Ab der 40. Spielminute werden alle wieder ins Studio gebeten. RTL-Fußball ist paradox: Davor, danach und in der Pause muß man hier die Plätze einnehmen, während des Spiels darf man herumlatschen. Karl aus Dortmund hat indes die rote Karte bekommen für das gröbste Foulspiel, das im TV- Fußball denkbar ist: Er wäre bei Günthers Abmoderation fast ins Bild gerannt, die Aufnahmeleiterin persönlich hatte ihn im letzten Moment weggegrabscht. Studioverbot! Der Franz hatte gelächelt.

Die beiden sitzen wieder im Scheinwerferlicht. Im Off noch, wegen der Werbung. Günther sagt, was jetzt so komme („Halbzeitanalyse 1 Minute 30“). Franz nickt.

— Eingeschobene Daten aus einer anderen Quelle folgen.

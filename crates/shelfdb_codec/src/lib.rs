//! # ShelfDB Codec
//!
//! Framed binary document encoding/decoding for ShelfDB.
//!
//! This crate defines the dynamic [`Value`] union and the ordered
//! [`Document`] mapping, and serializes documents as self-describing
//! records:
//!
//! ```text
//! record frame:
//!     total_len: u32 LE    # includes this field and the CRC
//!     payload              # encoded document body
//!     crc32: u32 LE        # over everything before it
//! ```
//!
//! Frames carry no cross-record dependency, so a reader can decode a
//! concatenation of frames one at a time in a single streaming pass via
//! [`DocumentReader`].
//!
//! ## Usage
//!
//! ```
//! use shelfdb_codec::{encode_document, DocumentReader, Document, Value};
//!
//! let mut doc = Document::new();
//! doc.set("name", Value::from("alice"));
//!
//! let bytes = encode_document(&doc).unwrap();
//! let decoded: Vec<_> = DocumentReader::new(&bytes)
//!     .collect::<Result<_, _>>()
//!     .unwrap();
//! assert_eq!(decoded, vec![doc]);
//! ```

#![deny(unsafe_code)]
#![warn(missing_docs)]

mod decoder;
mod document;
mod encoder;
mod error;
mod value;

pub use decoder::{decode_frame, DocumentReader};
pub use document::Document;
pub use encoder::{compute_crc32, encode_document};
pub use error::{CodecError, CodecResult};
pub use value::{TypeTag, Value};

Günther sagt, die 2. Halbzeit komme. Wir freuen uns darauf. Und es werde bestimmt sehr spannend. Ja, sehr. Bis gleich. Werbung. Ruhe. Beide wieder schweigend ins Monitoreck. Einer aus dem Publikum ruft: „Nu gebense dem Hearn Beckenbauer doch mal wat zu trinken. Der staubt ja, der Kuchen.“ Franz sagt: „Stimmt.“ Und lächelt wie amüsiert. Er bekommt einen Milchkaffee.

Es gibt sogar zwei Dauerkarteninhaber im Studiopublikum: das Ehepaar Kolle aus Kölle. Man sei, sagt er, mit dem Franz bekannt. Musikredakteur Guido aus Baden- Baden hat den Eintritt von Bekannten geschenkt bekommen. Die Sendung sei ihm lieber gewesen als das Originalspiel, sagt er, weiß aber keine rechte Begründung. Vielleicht dies: „Ich mag den Beckenbauer.“ Alexandra, Werbeagentin aus Köln, mag ihn auch, „als PR-Profi, da können wir alle noch viel lernen“. Als Mann auch? Sie denkt, wägt, grinst. Und lacht: „Nee, nicht wirklich.“ Aber das Charmeure-Duo zusammen sei ein gutes Paar: „Da gucken auch Frauen eher mal Fußball.“ Ihr selbst mußte erklärt werden, daß Dortmund in Gelb spielt.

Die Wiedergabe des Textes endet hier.